▶ _Your task_
Your output should be the whole listing, identical to the original.

▶ _Records shown_
-.-.-

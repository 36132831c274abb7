//! Per-connection message dispatcher.
//!
//! Frames are decoded once here into a [`ClientMessage`]; everything past
//! this point works with typed messages. Any failure becomes an error frame
//! for the connection that triggered it, never for anyone else.

use std::sync::Mutex;

use lingumate_protocol::{ClientMessage, ServerMessage, decode_client_message};
use tracing::{debug, warn};

use crate::error::SessionError;
use crate::handshake::{self, InitRequest};
use crate::relay::{self, RelayRequest};
use crate::server::AppState;

use super::{ConnectionHandle, Endpoint};

/// The connection's back-reference into the registry: a lookup key, never
/// ownership of the session.
#[derive(Debug, Clone, PartialEq, Eq)]
pub struct Binding {
    pub session_id: String,
    pub participant_id: String,
}

/// Per-connection context shared between the socket tasks and the handlers.
pub struct ConnectionContext {
    pub state: AppState,
    pub handle: ConnectionHandle,
    pub endpoint: Endpoint,
    // Plain mutex: binding must happen with no await point after a join, so a
    // cancelled worker can never leave a seated participant unbound.
    binding: Mutex<Option<Binding>>,
}

impl ConnectionContext {
    pub fn new(state: AppState, handle: ConnectionHandle, endpoint: Endpoint) -> Self {
        Self {
            state,
            handle,
            endpoint,
            binding: Mutex::new(None),
        }
    }

    pub fn conn_id(&self) -> &str {
        self.handle.id()
    }

    pub fn binding(&self) -> Option<Binding> {
        self.binding
            .lock()
            .unwrap_or_else(|poisoned| poisoned.into_inner())
            .clone()
    }

    pub fn bind(&self, session_id: &str, participant_id: &str) {
        *self
            .binding
            .lock()
            .unwrap_or_else(|poisoned| poisoned.into_inner()) = Some(Binding {
            session_id: session_id.to_string(),
            participant_id: participant_id.to_string(),
        });
    }

    pub fn unbind(&self) {
        self.binding
            .lock()
            .unwrap_or_else(|poisoned| poisoned.into_inner())
            .take();
    }

    /// Queue a frame for this connection only.
    pub async fn reply(&self, message: ServerMessage) {
        if !self.handle.send(message).await {
            debug!(conn_id = %self.conn_id(), "Reply dropped, connection closed");
        }
    }

    pub async fn reply_error(&self, error: &SessionError) {
        self.reply(ServerMessage::Error(error.to_frame())).await;
    }
}

/// Decode one text frame and route it to the handshake or relay handler.
pub async fn dispatch_frame(ctx: &ConnectionContext, text: &str) {
    let message = match decode_client_message(text) {
        Ok(message) => message,
        Err(e) => {
            ctx.state.metrics.frame_malformed();
            debug!(conn_id = %ctx.conn_id(), error = %e, "Rejecting malformed frame");
            ctx.reply_error(&SessionError::Malformed(e.to_string())).await;
            return;
        }
    };

    let kind = message.kind();
    let result = match (ctx.endpoint, message) {
        (Endpoint::Handshake, ClientMessage::TextTranslation { .. }) => {
            Err(SessionError::Unsupported {
                kind,
                endpoint: Endpoint::Handshake.as_str(),
            })
        }
        (
            _,
            ClientMessage::InitTranslationSession {
                user,
                user1_language,
                user2_language,
                session_id,
            },
        ) => {
            handshake::on_init(
                ctx,
                InitRequest {
                    user,
                    user1_language,
                    user2_language,
                    session_id,
                },
            )
            .await
        }
        (
            _,
            ClientMessage::CloseSession {
                session_id,
                sender_id,
            },
        ) => handshake::on_close(ctx, &session_id, &sender_id).await,
        (
            Endpoint::Relay,
            ClientMessage::TextTranslation {
                text,
                source_language,
                target_language,
                sender_id,
                session_id,
            },
        ) => {
            relay::on_text_translation(
                ctx,
                RelayRequest {
                    text,
                    source_language,
                    target_language,
                    sender_id,
                    session_id,
                },
            )
            .await
        }
    };

    if let Err(e) = result {
        match &e {
            SessionError::Malformed(_) | SessionError::Unsupported { .. } => {
                ctx.state.metrics.frame_malformed();
                debug!(conn_id = %ctx.conn_id(), kind, error = %e, "Request rejected");
            }
            SessionError::TranslationProvider(_) | SessionError::PartialDelivery { .. } => {
                warn!(conn_id = %ctx.conn_id(), kind, error = %e, "Request failed");
            }
            _ => {
                debug!(conn_id = %ctx.conn_id(), kind, code = %e.error_code(), error = %e, "Request refused");
            }
        }
        ctx.reply_error(&e).await;
    }
}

-.-.-

▶ _Answer box_
repository 36132831c274abb7
//! Per-connection message dispatcher.
//!
//! Frames are decoded once here into a [`ClientMessage`]; everything past
//! this point works with typed messages. Any failure becomes an error frame
//! for the connection that triggered it, never for anyone else.

use std::sync::Mutex;

use lingumate_protocol::{ClientMessage, ServerMessage, decode_client_message};
use tracing::{debug, warn};

use crate::error::SessionError;
use crate::handshake::{self, InitRequest};
use crate::relay::{self, RelayRequest};
use crate::server::AppState;

use super::{ConnectionHandle, Endpoint};

/// The connection's back-reference into the registry: a lookup key, never
/// ownership of the session.
#[derive(Debug, Clone, PartialEq, Eq)]
pub struct Binding {
    pub session_id: String,
    pub participant_id: String,
}

/// Per-connection context shared between the socket tasks and the handlers.
pub struct ConnectionContext {
    pub state: AppState,
    pub handle: ConnectionHandle,
    pub endpoint: Endpoint,
    // Plain mutex: binding must happen with no await point after a join, so a
    // cancelled worker can never leave a seated participant unbound.
    binding: Mutex<Option<Binding>>,
}

impl ConnectionContext {
    pub fn new(state: AppState, handle: ConnectionHandle, endpoint: Endpoint) -> Self {
        Self {
            state,
            handle,
            endpoint,
            binding: Mutex::new(None),
        }
    }

    pub fn conn_id(&self) -> &str {
        self.handle.id()
    }

    pub fn binding(&self) -> Option<Binding> {
        self.binding
            .lock()
            .unwrap_or_else(|poisoned| poisoned.into_inner())
            .clone()
    }

    pub fn bind(&self, session_id: &str, participant_id: &str) {
        *self
            .binding
            .lock()
            .unwrap_or_else(|poisoned| poisoned.into_inner()) = Some(Binding {
            session_id: session_id.to_string(),
            participant_id: participant_id.to_string(),
        });
    }

    pub fn unbind(&self) {
        self.binding
            .lock()
            .unwrap_or_else(|poisoned| poisoned.into_inner())
            .take();
    }

    /// Queue a frame for this connection only.
    pub async fn reply(&self, message: ServerMessage) {
        if !self.handle.send(message).await {
            debug!(conn_id = %self.conn_id(), "Reply dropped, connection closed");
        }
    }

    pub async fn reply_error(&self, error: &SessionError) {
        self.reply(ServerMessage::Error(error.to_frame())).await;
    }
}

/// Decode one text frame and route it to the handshake or relay handler.
pub async fn dispatch_frame(ctx: &ConnectionContext, text: &str) {
    let message = match decode_client_message(text) {
        Ok(message) => message,
        Err(e) => {
            ctx.state.metrics.frame_malformed();
            debug!(conn_id = %ctx.conn_id(), error = %e, "Rejecting malformed frame");
            ctx.reply_error(&SessionError::Malformed(e.to_string())).await;
            return;
        }
    };

    let kind = message.kind();
    let result = match (ctx.endpoint, message) {
        (Endpoint::Handshake, ClientMessage::TextTranslation { .. }) => {
            Err(SessionError::Unsupported {
                kind,
                endpoint: Endpoint::Handshake.as_str(),
            })
        }
        (
            _,
            ClientMessage::InitTranslationSession {
                user,
                user1_language,
                user2_language,
                session_id,
            },
        ) => {
            handshake::on_init(
                ctx,
                InitRequest {
                    user,
                    user1_language,
                    user2_language,
                    session_id,
                },
            )
            .await
        }
        (
            _,
            ClientMessage::CloseSession {
                session_id,
                sender_id,
            },
        ) => handshake::on_close(ctx, &session_id, &sender_id).await,
        (
            Endpoint::Relay,
            ClientMessage::TextTranslation {
                text,
                source_language,
                target_language,
                sender_id,
                session_id,
            },
        ) => {
            relay::on_text_translation(
                ctx,
                RelayRequest {
                    text,
                    source_language,
                    target_language,
                    sender_id,
                    session_id,
                },
            )
            .await
        }
    };

    if let Err(e) = result {
        match &e {
            SessionError::Malformed(_) | SessionError::Unsupported { .. } => {
                ctx.state.metrics.frame_malformed();
                debug!(conn_id = %ctx.conn_id(), kind, error = %e, "Request rejected");
            }
            SessionError::TranslationProvider(_) | SessionError::PartialDelivery { .. } => {
                warn!(conn_id = %ctx.conn_id(), kind, error = %e, "Request failed");
            }
            _ => {
                debug!(conn_id = %ctx.conn_id(), kind, code = %e.error_code(), error = %e, "Request refused");
            }
        }
        ctx.reply_error(&e).await;
    }
}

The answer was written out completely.